An almost-medieval Jewish village, set somewhere in central Europe during the nineteenth century, is facing a crisis of modernization. The Talmudic community is faltering, bypassed by the outside world, and even lacks the ten men necessary for a religious quorum. Simon, dirty, disheveled, and perhaps somewhat mad, is the object of most of the villagers’ taunts and derision. The newly constructed railway is coming, however, and the leading merchant, Hase, is ruthlessly determined to control the town’s future by assuming proprietorship of the train station. At the same time, Dovid, a young religious scholar, sees the railway as the salvation of a community on the edge of oblivion. And the aristocratic Squire, who holds the key to the future, disdains commerce and has real passion only for poetry and the transformative power of intellectual inquiry and art.

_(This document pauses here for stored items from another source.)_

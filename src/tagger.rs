//! Write ID3 tags onto fetched audio files
//!
//! Builds a tag from track and album attributes, embedding cover art when a
//! buffer is available. Only present, non-empty attributes are written; empty
//! strings and absent numerics are omitted rather than producing empty
//! frames. A failed write is logged and reported as `false` so the job keeps
//! the untagged file and carries on.

use id3::frame::{Picture, PictureType};
use id3::{Tag, TagLike, Version};
use std::path::Path;

use crate::types::{Album, Track};

/// Helper: set a plain text frame only when the value is non-empty
fn set_text_opt(tag: &mut Tag, id: &str, value: &str) {
    let trimmed = value.trim();
    if !trimmed.is_empty() {
        tag.set_text(id, trimmed.to_string());
    }
}

/// Build the tag for a track from the attributes that are present
fn build_tag(track: &Track, album: &Album, cover: Option<&[u8]>) -> Tag {
    let mut tag = Tag::new();

    set_text_opt(&mut tag, "TIT2", &track.name);
    set_text_opt(&mut tag, "TALB", &album.name);
    set_text_opt(&mut tag, "TPE2", &album.artist);

    let artists: Vec<&str> = track
        .artists
        .iter()
        .map(|a| a.trim())
        .filter(|a| !a.is_empty())
        .collect();
    if !artists.is_empty() {
        tag.set_text("TPE1", artists.join("; "));
    }

    if let Some(year) = album.year {
        tag.set_year(year);
    }

    if track.number > 0 {
        tag.set_text("TRCK", track.number.to_string());
    }

    if let Some(secs) = track.duration_secs
        && secs > 0
    {
        // TLEN carries the duration in milliseconds as a text frame
        tag.set_text("TLEN", (u64::from(secs) * 1000).to_string());
    }

    if let Some(data) = cover {
        tag.add_frame(Picture {
            mime_type: "image/jpeg".to_string(),
            picture_type: PictureType::CoverFront,
            description: "Cover".to_string(),
            data: data.to_vec(),
        });
    }

    tag
}

/// Tag the audio file at `path` in place.
///
/// Returns `true` on success. Failures are logged and reported as `false`;
/// the file stays available untagged and the caller continues.
pub fn tag_track(path: &Path, track: &Track, album: &Album, cover: Option<&[u8]>) -> bool {
    let tag = build_tag(track, album, cover);

    match tag.write_to_path(path, Version::Id3v24) {
        Ok(()) => {
            tracing::debug!(path = %path.display(), "Tagged track");
            true
        }
        Err(e) => {
            tracing::warn!(
                path = %path.display(),
                error = %e,
                "Failed to write tags, keeping file untagged"
            );
            false
        }
    }
}
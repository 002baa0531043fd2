//! Album submission and job spawning.

use std::sync::atomic::Ordering;

use crate::error::{Error, FetchError, Result};
use crate::job::{JobContext, run_album_job};
use crate::types::{Album, Event, JobId, MAX_AUDIO_QUALITY};

use super::AlbumDownloader;

impl AlbumDownloader {
    /// Submit an album for download.
    ///
    /// Allocates a registry entry, spawns the job task detached from the
    /// caller, and returns the job id immediately. Progress is observable via
    /// [`job_status`](AlbumDownloader::job_status) and the event channel.
    ///
    /// `quality` is the caller-facing audio quality (0..=10, higher is
    /// better); `None` uses the configured default.
    ///
    /// # Errors
    ///
    /// Returns [`Error::ShuttingDown`] after shutdown has begun, or an
    /// invalid-quality error when `quality` is out of range.
    pub async fn submit_album(&self, album: Album, quality: Option<u8>) -> Result<JobId> {
        if !self.accepting_new.load(Ordering::SeqCst) {
            return Err(Error::ShuttingDown);
        }

        let quality = quality.unwrap_or(self.config.download.default_quality);
        if quality > MAX_AUDIO_QUALITY {
            return Err(Error::Fetch(FetchError::InvalidQuality {
                requested: quality,
                max: MAX_AUDIO_QUALITY,
            }));
        }

        let total = u32::try_from(album.tracks.len()).unwrap_or(u32::MAX);
        let (id, cancel) = self.registry.create(total).await;

        tracing::info!(
            job_id = %id,
            album = %album.display_name(),
            tracks = total,
            quality,
            "Album job submitted"
        );
        self.event_tx.send(Event::JobQueued { id, total }).ok();

        let ctx = JobContext {
            id,
            album,
            quality,
            registry: self.registry.clone(),
            fetcher: self.fetcher.clone(),
            cover: self.cover.clone(),
            event_tx: self.event_tx.clone(),
            cancel,
            work_root: self.config.temp_dir().clone(),
        };

        // The job runs detached; the handle is retained on the registry entry
        // so cancellation and shutdown can reach it.
        let handle = tokio::spawn(run_album_job(ctx));
        self.registry.attach_handle(id, handle).await;

        Ok(id)
    }
}
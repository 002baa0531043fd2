//! System handlers: metadata probe, health check, OpenAPI document.

use crate::api::{ApiDoc, AppState};
use axum::{
    Json,
    extract::{Query, State},
    http::StatusCode,
    response::{IntoResponse, Response},
};
use serde::Deserialize;
use serde_json::json;
use utoipa::OpenApi;

use crate::error::ApiError;

/// Query parameters for the metadata probe
#[derive(Debug, Deserialize)]
pub struct MetadataQuery {
    /// Source locator to probe
    #[serde(default)]
    pub url: Option<String>,
}

/// GET /metadata?url= - Probe a source locator for track metadata
///
/// Lets a client prefill track fields before assembling an album, without
/// downloading any audio.
#[utoipa::path(
    get,
    path = "/metadata",
    tag = "system",
    params(
        ("url" = Option<String>, Query, description = "Source locator to probe")
    ),
    responses(
        (status = 200, description = "Probed metadata", body = crate::types::TrackMetadata),
        (status = 400, description = "Missing url parameter"),
        (status = 502, description = "Fetch tool failed to probe the locator")
    )
)]
pub async fn probe_metadata(
    State(state): State<AppState>,
    Query(query): Query<MetadataQuery>,
) -> Response {
    let url = match query.url.as_deref().map(str::trim) {
        Some(url) if !url.is_empty() => url.to_string(),
        _ => {
            return (
                StatusCode::BAD_REQUEST,
                Json(ApiError::validation("missing required parameter: url")),
            )
                .into_response();
        }
    };

    match state.downloader.probe_metadata(&url).await {
        Ok(metadata) => (StatusCode::OK, Json(metadata)).into_response(),
        Err(e) => e.into_response(),
    }
}

/// GET /health - Health check
#[utoipa::path(
    get,
    path = "/health",
    tag = "system",
    responses(
        (status = 200, description = "Service is healthy")
    )
)]
pub async fn health_check() -> impl IntoResponse {
    (
        StatusCode::OK,
        Json(json!({
            "status": "ok",
            "version": env!("CARGO_PKG_VERSION"),
        })),
    )
}

/// GET /openapi.json - OpenAPI specification
#[utoipa::path(
    get,
    path = "/openapi.json",
    tag = "system",
    responses(
        (status = 200, description = "OpenAPI 3.x document")
    )
)]
pub async fn openapi_spec() -> impl IntoResponse {
    Json(ApiDoc::openapi())
}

Add romance, the machinations of the devil, betrayal, and sectarian strife, and Hopkins has fashioned a wonderfully fantastic fable that blends love and enlightenment, social disharmony and the tormented soul of the forsaken. Displaying superb craft in handling a complex and ambitious narrative, Ben Hopkins announces his arrival as a filmmaker to be reckoned with, and Simon Magus is a film of impressive scope and imagination.